# [Work required]
Filter the entries below, keeping every line that has the word "InteractionContents".

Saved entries
//! JSON framed with the schema-registry wire header.
//!
//! The header is one magic byte (`0x00`) followed by a big-endian 4-byte
//! schema id. It is stripped from the actual body before the JSON comparison.

use super::{ContentMatcher, InteractionContents};
use crate::body::{Body, ContentType};
use crate::context::MatchingContext;
use crate::error::ContentError;
use crate::json::JsonContentMatcher;
use crate::mismatch::{BodyMatchResult, Mismatch};
use bytes::{BufMut, Bytes, BytesMut};
use serde_json::{Map, Value};
use tracing::debug;

pub const MAGIC_BYTE: u8 = 0x00;

/// Magic byte plus schema id.
pub const WIRE_HEADER_LEN: usize = 5;

/// Strip the wire header. Payloads that are too short or do not start with
/// the magic byte are returned unchanged.
pub fn remove_magic_bytes(bytes: &Bytes) -> Bytes {
    if bytes.len() >= WIRE_HEADER_LEN && bytes[0] == MAGIC_BYTE {
        bytes.slice(WIRE_HEADER_LEN..)
    } else {
        bytes.clone()
    }
}

/// Frame a payload with the wire header for `schema_id`.
pub fn add_magic_bytes(payload: &[u8], schema_id: u32) -> Bytes {
    let mut framed = BytesMut::with_capacity(WIRE_HEADER_LEN + payload.len());
    framed.put_u8(MAGIC_BYTE);
    framed.put_u32(schema_id);
    framed.put_slice(payload);
    framed.freeze()
}

/// Content matcher for `application/vnd.schemaregistry.v1+json`.
#[derive(Debug, Clone, Copy, Default)]
pub struct KafkaJsonSchemaContentMatcher;

impl ContentMatcher for KafkaJsonSchemaContentMatcher {
    fn match_body(&self, expected: &Body, actual: &Body, context: &MatchingContext) -> BodyMatchResult {
        debug!("Matching Kafka Json Schema Content");
        let raw = actual.map_bytes(remove_magic_bytes);
        debug!("Raw content = {:?}", raw.value_as_string());

        let invalid_json = raw
            .value()
            .is_some_and(|bytes| !bytes.is_empty() && serde_json::from_slice::<Value>(bytes).is_err());
        if expected.is_present() && invalid_json {
            let received = raw.value_as_string();
            return BodyMatchResult::root_mismatch(
                Mismatch::new("$", format!("Expected json body but received '{received}'"))
                    .with_expected(Value::String(expected.value_as_string()))
                    .with_actual(Value::String(received)),
            );
        }

        JsonContentMatcher.match_body(expected, &raw, context)
    }

    fn setup_body_from_config(&self, config: &Map<String, Value>) -> Result<Vec<InteractionContents>, ContentError> {
        let body = config.get("body").ok_or(ContentError::MissingBody)?;
        let bytes = serde_json::to_vec(body)?;
        Ok(vec![InteractionContents::new(Body::present(
            bytes,
            Some(ContentType::kafka_schema_registry_json()),
        ))])
    }
}
//! Line diffs of pretty-printed JSON, attached to mismatches.

use once_cell::unsync::OnceCell;
use serde_json::Value;
use similar::{ChangeTag, TextDiff};

fn pretty(value: &Value) -> String {
    serde_json::to_string_pretty(value).unwrap_or_else(|_| value.to_string())
}

/// Unified-style line diff between two values. Removed lines are prefixed
/// with `-`, added lines with `+`.
pub fn generate_diff(expected: &Value, actual: &Value) -> String {
    let expected = pretty(expected);
    let actual = pretty(actual);
    let diff = TextDiff::from_lines(&expected, &actual);

    let mut output = String::new();
    for change in diff.iter_all_changes() {
        let sign = match change.tag() {
            ChangeTag::Delete => "-",
            ChangeTag::Insert => "+",
            ChangeTag::Equal => " ",
        };
        output.push_str(sign);
        output.push_str(change.value().trim_end_matches('\n'));
        output.push('\n');
    }
    output
}

/// Deferred diff computation. The diff is rendered the first time a
/// mismatch needs it and reused afterwards.
pub struct LazyDiff<'a> {
    expected: &'a Value,
    actual: &'a Value,
    rendered: OnceCell<String>,
}

impl<'a> LazyDiff<'a> {
    pub fn new(expected: &'a Value, actual: &'a Value) -> Self {
        Self {
            expected,
            actual,
            rendered: OnceCell::new(),
        }
    }

    pub fn render(&self) -> String {
        self.rendered
            .get_or_init(|| generate_diff(self.expected, self.actual))
            .clone()
    }
}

# [Task solution]
use super::{ContentMatcher, InteractionContents};
    fn setup_body_from_config(&self, config: &Map<String, Value>) -> Result<Vec<InteractionContents>, ContentError> {
        Ok(vec![InteractionContents::new(Body::present(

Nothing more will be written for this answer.